EXERCISE: All of the records should come back exactly as written.

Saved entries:
★ ★ ★

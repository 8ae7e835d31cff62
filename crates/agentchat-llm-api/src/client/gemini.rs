use anyhow::Result;
use async_trait::async_trait;
use serde::{Deserialize, Serialize};

use agentchat_logging::{log_request, log_response};

use crate::client::{build_http_client, LlmClient};
use crate::config::ClientOptions;
use crate::error::{error_message_from_body, LlmError};

const BACKEND: &str = "gemini";

#[derive(Debug, Serialize)]
struct GenerateContentRequest<'a> {
    contents: Vec<Content<'a>>,
}

#[derive(Debug, Serialize)]
struct Content<'a> {
    role: &'a str,
    parts: Vec<RequestPart<'a>>,
}

#[derive(Debug, Serialize)]
struct RequestPart<'a> {
    text: &'a str,
}

#[derive(Debug, Deserialize)]
#[serde(rename_all = "camelCase")]
struct GenerateContentResponse {
    #[serde(default)]
    candidates: Vec<Candidate>,
    #[serde(default)]
    prompt_feedback: Option<PromptFeedback>,
}

#[derive(Debug, Deserialize)]
struct Candidate {
    #[serde(default)]
    content: Option<CandidateContent>,
}

#[derive(Debug, Deserialize)]
struct CandidateContent {
    #[serde(default)]
    parts: Vec<ResponsePart>,
}

#[derive(Debug, Deserialize)]
struct ResponsePart {
    #[serde(default)]
    text: Option<String>,
}

#[derive(Debug, Deserialize)]
#[serde(rename_all = "camelCase")]
struct PromptFeedback {
    #[serde(default)]
    block_reason: Option<String>,
}

/// Google Gemini client using the `generateContent` REST endpoint
pub struct GeminiClient {
    api_key: String,
    model: String,
    base_url: String,
    client: reqwest::Client,
    verbose: bool,
}

impl GeminiClient {
    pub fn new(api_key: String, model: String, base_url: String, options: &ClientOptions) -> Result<Self> {
        if api_key.trim().is_empty() {
            return Err(LlmError::MissingApiKey { backend: BACKEND }.into());
        }

        Ok(Self {
            api_key,
            model,
            base_url: base_url.trim_end_matches('/').to_string(),
            client: build_http_client(options)?,
            verbose: options.verbose,
        })
    }

    fn generate_url(&self) -> String {
        format!("{}/v1beta/models/{}:generateContent", self.base_url, self.model)
    }
}

#[async_trait]
impl LlmClient for GeminiClient {
    async fn generate(&self, prompt: &str) -> Result<String> {
        let request = GenerateContentRequest {
            contents: vec![Content {
                role: "user",
                parts: vec![RequestPart { text: prompt }],
            }],
        };
        let url = self.generate_url();

        log_request(&url, &serde_json::to_value(&request)?, Some(self.api_key.as_str()), self.verbose);

        let response = self
            .client
            .post(&url)
            .header("Content-Type", "application/json")
            .header("x-goog-api-key", &self.api_key)
            .json(&request)
            .send()
            .await
            .map_err(LlmError::from)?;

        let status = response.status();
        let body = response.text().await.map_err(LlmError::from)?;
        log_response(&status, &body, self.verbose);

        if !status.is_success() {
            return Err(LlmError::Api {
                backend: BACKEND,
                status: status.as_u16(),
                message: error_message_from_body(&body),
            }
            .into());
        }

        let parsed: GenerateContentResponse = serde_json::from_str(&body)?;
        extract_text(parsed)
    }

    fn model(&self) -> &str {
        &self.model
    }

    fn backend_name(&self) -> &'static str {
        BACKEND
    }
}

fn extract_text(response: GenerateContentResponse) -> Result<String> {
    if let Some(reason) = response.prompt_feedback.and_then(|feedback| feedback.block_reason) {
        return Err(LlmError::Blocked {
            backend: BACKEND,
            reason,
        }
        .into());
    }

    let text: String = response
        .candidates
        .into_iter()
        .next()
        .and_then(|candidate| candidate.content)
        .map(|content| {
            content
                .parts
                .into_iter()
                .filter_map(|part| part.text)
                .collect::<Vec<_>>()
                .join("")
        })
        .unwrap_or_default();

    let text = text.trim();
    if text.is_empty() {
        return Err(LlmError::EmptyResponse { backend: BACKEND }.into());
    }

    Ok(text.to_string())
}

★ ★ ★

REPLY TO THE TASK:
repository 8ae7e835d31cff62
filename crates/agentchat-llm-api/src/client/gemini.rs
use anyhow::Result;
use async_trait::async_trait;
use serde::{Deserialize, Serialize};

use agentchat_logging::{log_request, log_response};

use crate::client::{build_http_client, LlmClient};
use crate::config::ClientOptions;
use crate::error::{error_message_from_body, LlmError};

const BACKEND: &str = "gemini";

#[derive(Debug, Serialize)]
struct GenerateContentRequest<'a> {
    contents: Vec<Content<'a>>,
}

#[derive(Debug, Serialize)]
struct Content<'a> {
    role: &'a str,
    parts: Vec<RequestPart<'a>>,
}

#[derive(Debug, Serialize)]
struct RequestPart<'a> {
    text: &'a str,
}

#[derive(Debug, Deserialize)]
#[serde(rename_all = "camelCase")]
struct GenerateContentResponse {
    #[serde(default)]
    candidates: Vec<Candidate>,
    #[serde(default)]
    prompt_feedback: Option<PromptFeedback>,
}

#[derive(Debug, Deserialize)]
struct Candidate {
    #[serde(default)]
    content: Option<CandidateContent>,
}

#[derive(Debug, Deserialize)]
struct CandidateContent {
    #[serde(default)]
    parts: Vec<ResponsePart>,
}

#[derive(Debug, Deserialize)]
struct ResponsePart {
    #[serde(default)]
    text: Option<String>,
}

#[derive(Debug, Deserialize)]
#[serde(rename_all = "camelCase")]
struct PromptFeedback {
    #[serde(default)]
    block_reason: Option<String>,
}

/// Google Gemini client using the `generateContent` REST endpoint
pub struct GeminiClient {
    api_key: String,
    model: String,
    base_url: String,
    client: reqwest::Client,
    verbose: bool,
}

impl GeminiClient {
    pub fn new(api_key: String, model: String, base_url: String, options: &ClientOptions) -> Result<Self> {
        if api_key.trim().is_empty() {
            return Err(LlmError::MissingApiKey { backend: BACKEND }.into());
        }

        Ok(Self {
            api_key,
            model,
            base_url: base_url.trim_end_matches('/').to_string(),
            client: build_http_client(options)?,
            verbose: options.verbose,
        })
    }

    fn generate_url(&self) -> String {
        format!("{}/v1beta/models/{}:generateContent", self.base_url, self.model)
    }
}

#[async_trait]
impl LlmClient for GeminiClient {
    async fn generate(&self, prompt: &str) -> Result<String> {
        let request = GenerateContentRequest {
            contents: vec![Content {
                role: "user",
                parts: vec![RequestPart { text: prompt }],
            }],
        };
        let url = self.generate_url();

        log_request(&url, &serde_json::to_value(&request)?, Some(self.api_key.as_str()), self.verbose);

        let response = self
            .client
            .post(&url)
            .header("Content-Type", "application/json")
            .header("x-goog-api-key", &self.api_key)
            .json(&request)
            .send()
            .await
            .map_err(LlmError::from)?;

        let status = response.status();
        let body = response.text().await.map_err(LlmError::from)?;
        log_response(&status, &body, self.verbose);

        if !status.is_success() {
            return Err(LlmError::Api {
                backend: BACKEND,
                status: status.as_u16(),
                message: error_message_from_body(&body),
            }
            .into());
        }

        let parsed: GenerateContentResponse = serde_json::from_str(&body)?;
        extract_text(parsed)
    }

    fn model(&self) -> &str {
        &self.model
    }

    fn backend_name(&self) -> &'static str {
        BACKEND
    }
}

fn extract_text(response: GenerateContentResponse) -> Result<String> {
    if let Some(reason) = response.prompt_feedback.and_then(|feedback| feedback.block_reason) {
        return Err(LlmError::Blocked {
            backend: BACKEND,
            reason,
        }
        .into());
    }

    let text: String = response
        .candidates
        .into_iter()
        .next()
        .and_then(|candidate| candidate.content)
        .map(|content| {
            content
                .parts
                .into_iter()
                .filter_map(|part| part.text)
                .collect::<Vec<_>>()
                .join("")
        })
        .unwrap_or_default();

    let text = text.trim();
    if text.is_empty() {
        return Err(LlmError::EmptyResponse { backend: BACKEND }.into());
    }

    Ok(text.to_string())
}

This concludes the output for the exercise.